En dépit d'un PIB supérieur à celui du Ghana ou du Sénégal, le Cameroun est à la traîne dans des domaines comme la santé et l'éducation, et il est considéré comme l'un des pays les plus corrompus d'Afrique.
Dans une interview accordée en mars à Reuters, le cardinal de Douala a estimé que la corruption et la mauvaise gouvernance alimentaient les frustrations et que la jeunesse du Cameroun chasserait le gouvernement actuel, en cas d'élections libres.
"Nous sommes plus proches d'une dictature que d'une démocratie", avait ajouté Mgr Christian Tumi.
L'opposition et des représentants de la société civile camerounaise accusent Paul Biya d'avoir truffé de partisans une nouvelle commission électorale censée être neutre.
Le Collectif des organisations démocratiques et patriotiques de la diaspora camerounaise prend encore moins de gants.
Le Code avait lancé un appel à manifester vendredi à Paris pour protester contre "les honneurs" accordés par la France "au dictateur Paul Biya" et estimé que la "Françafrique" reprenait "du poil de la bête sous la non-rupture de M. Sarkozy".
"La démocratie, la gouvernance et les droits de l'homme sont des préoccupations constantes de la France et du président, en Afrique comme partout ailleurs", assure pour sa part l'Elysée.
L'entretien entre Nicolas Sarkozy et Paul Biya s'inscrivait dans le prolongement d'une visite effectuée au Cameroun en mai par le Premier ministre français, François Fillon.
La France et le Cameroun avaient alors signé un accord de partenariat dans le domaine de la défense et un accord de gestion concertée des flux migratoires.
Selon l'Elysée, les deux chefs d'Etat ont notamment parlé vendredi du "contrat désendettement-développement", dont le Cameroun est le premier bénéficiaire de la part de la France.
Ce dispositif permet de transformer la dette bilatérale en dons à hauteur de 537 millions d'euros sur cinq ans (2006-2010), à condition que ces sommes servent à financer des projets définis par Paris et Yaoundé dans la santé, l'éducation, les infrastructures, le développement agricole et l'environnement.

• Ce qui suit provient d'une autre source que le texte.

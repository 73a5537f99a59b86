use thiserror::Error;

/// Errors raised while constructing a [`Filter`](crate::Filter).
///
/// Both variants are programmer errors and are reported when the filter is
/// built, never at request time.
#[derive(Debug, Error)]
pub enum FilterError {
    /// The selector does not name a declared field of the model.
    #[error("Invalid field selector: {selector}")]
    InvalidFieldSelector { selector: String },

    /// A Regex/NotRegex value does not compile.
    #[error("Invalid regex pattern: {pattern}")]
    InvalidRegexPattern {
        pattern: String,
        #[source]
        source: fancy_regex::Error,
    },
}
//! Query-string construction.
//!
//! [`PageRequest`] collects the pagination parameters and filters for one
//! call; [`build_query`] turns them into the `limit=..&page=..&<filters>`
//! string sent to the API.
//!
//! Field names and filter values are percent-encoded for the characters
//! that would otherwise split or truncate the query (`&`, `=`, `#`, `+`,
//! `%`, whitespace, non-ASCII). Operator tokens, commas (list values) and
//! slashes (regex literals) are left as-is, so plain filters render exactly
//! as their [`Display`](std::fmt::Display) form.

use std::borrow::Cow;

use percent_encoding::{utf8_percent_encode, AsciiSet, CONTROLS};

use crate::error::ClientError;
use crate::filter::Filter;
use crate::model::Model;

/// Characters escaped inside a field name or filter value.
const QUERY_COMPONENT: &AsciiSet = &CONTROLS
    .add(b' ')
    .add(b'"')
    .add(b'#')
    .add(b'%')
    .add(b'&')
    .add(b'+')
    .add(b'<')
    .add(b'=')
    .add(b'>')
    .add(b'`');

/// Characters escaped inside a single path segment (resource ids).
///
/// `\` is included because URL parsing treats it as `/` for http(s).
const PATH_SEGMENT: &AsciiSet = &QUERY_COMPONENT
    .add(b'/')
    .add(b'\\')
    .add(b'?')
    .add(b'{')
    .add(b'}');

/// Pagination and filters for a collection request.
///
/// ## Examples
///
/// ```rust
/// use fellowship::{Filter, FilterOperator, PageRequest};
/// use fellowship::model::{Quote, QuoteField};
///
/// let request = PageRequest::<Quote>::new()
///     .limit(2)
///     .page(2)
///     .filter(Filter::<Quote>::new(QuoteField::Dialog, FilterOperator::Regex, Some("/ring/i"))?);
///
/// assert_eq!(request.path_and_query("quote"), "quote?limit=2&page=2&dialog=/ring/i");
/// # Ok::<(), fellowship::FilterError>(())
/// ```
#[derive(Debug, Clone, PartialEq)]
pub struct PageRequest<M: Model> {
    limit: Option<u32>,
    page: Option<u32>,
    filters: Vec<Filter<M>>,
}

impl<M: Model> Default for PageRequest<M> {
    fn default() -> Self {
        Self {
            limit: None,
            page: None,
            filters: Vec::new(),
        }
    }
}

impl<M: Model> PageRequest<M> {
    /// An unpaginated, unfiltered request.
    pub fn new() -> Self {
        Self::default()
    }

    #[must_use]
    pub fn limit(mut self, limit: u32) -> Self {
        self.limit = Some(limit);
        self
    }

    #[must_use]
    pub fn page(mut self, page: u32) -> Self {
        self.page = Some(page);
        self
    }

    /// Sets or clears the page size.
    #[must_use]
    pub fn maybe_limit(mut self, limit: Option<u32>) -> Self {
        self.limit = limit;
        self
    }

    /// Sets or clears the page number.
    #[must_use]
    pub fn maybe_page(mut self, page: Option<u32>) -> Self {
        self.page = page;
        self
    }

    /// Appends a filter. Filters are sent in the order they are added.
    #[must_use]
    pub fn filter(mut self, filter: Filter<M>) -> Self {
        self.filters.push(filter);
        self
    }

    #[must_use]
    pub fn filters(mut self, filters: impl IntoIterator<Item = Filter<M>>) -> Self {
        self.filters.extend(filters);
        self
    }

    pub fn limit_value(&self) -> Option<u32> {
        self.limit
    }

    pub fn page_value(&self) -> Option<u32> {
        self.page
    }

    pub fn filter_list(&self) -> &[Filter<M>] {
        &self.filters
    }

    /// Appends this request's query string to `path`.
    pub fn path_and_query(&self, path: &str) -> String {
        build_path(path, self.limit, self.page, &self.filters)
    }
}

/// Builds the query string: `limit`, then `page`, then each filter in order,
/// joined by `&`. Returns an empty string when there is nothing to send.
pub fn build_query<M: Model>(limit: Option<u32>, page: Option<u32>, filters: &[Filter<M>]) -> String {
    let mut parts = Vec::with_capacity(filters.len() + 2);

    if let Some(limit) = limit {
        parts.push(format!("limit={limit}"));
    }
    if let Some(page) = page {
        parts.push(format!("page={page}"));
    }
    parts.extend(filters.iter().map(|f| f.render_with(escape_component)));

    parts.join("&")
}

/// Appends the query to `path` with `?`, or returns the bare path.
pub fn build_path<M: Model>(path: &str, limit: Option<u32>, page: Option<u32>, filters: &[Filter<M>]) -> String {
    let query = build_query(limit, page, filters);
    if query.is_empty() {
        path.to_string()
    } else {
        format!("{path}?{query}")
    }
}

/// Percent-encodes a value for use as one path segment.
pub fn encode_segment(segment: &str) -> Cow<'_, str> {
    utf8_percent_encode(segment, PATH_SEGMENT).into()
}

/// Encodes a resource id as exactly one path segment.
///
/// ## Errors
///
/// Returns [`ClientError::InvalidId`] for ids that URL resolution would
/// collapse into another path: empty, `.` and `..`.
pub fn resource_segment(id: &str) -> Result<Cow<'_, str>, ClientError> {
    if matches!(id, "" | "." | "..") {
        return Err(ClientError::InvalidId(id.to_string()));
    }
    Ok(encode_segment(id))
}

fn escape_component(component: &str) -> Cow<'_, str> {
    utf8_percent_encode(component, QUERY_COMPONENT).into()
}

Selon l'Elysée, Nicolas Sarkozy a assuré Paul Biya que la France maintiendrait son niveau de coopération avec le Cameroun malgré la crise et les contraintes budgétaires liées à celle-ci.
Après l'entretien, Paul Biya a qualifié d'"excellentes" les relations franco-camerounaises et fait état d'une "concordance de vues presque parfaite" sur "la plupart des sujets".
Il a invité Nicolas Sarkozy à se rendre au Cameroun, pays jusqu'à présent omis des tournées africaines du chef de l'Etat français. Selon l'Elysée, celui-ci a répondu qu'il souhaitait aller au Cameroun, mais sans fixer de date.
Voir la vidéo
Voir aussi toutes les vidéos sur la visite de Paul Biya en France : son entretien avec Christine Lagarde et Jacques Toubon, sa visite à Bordeaux...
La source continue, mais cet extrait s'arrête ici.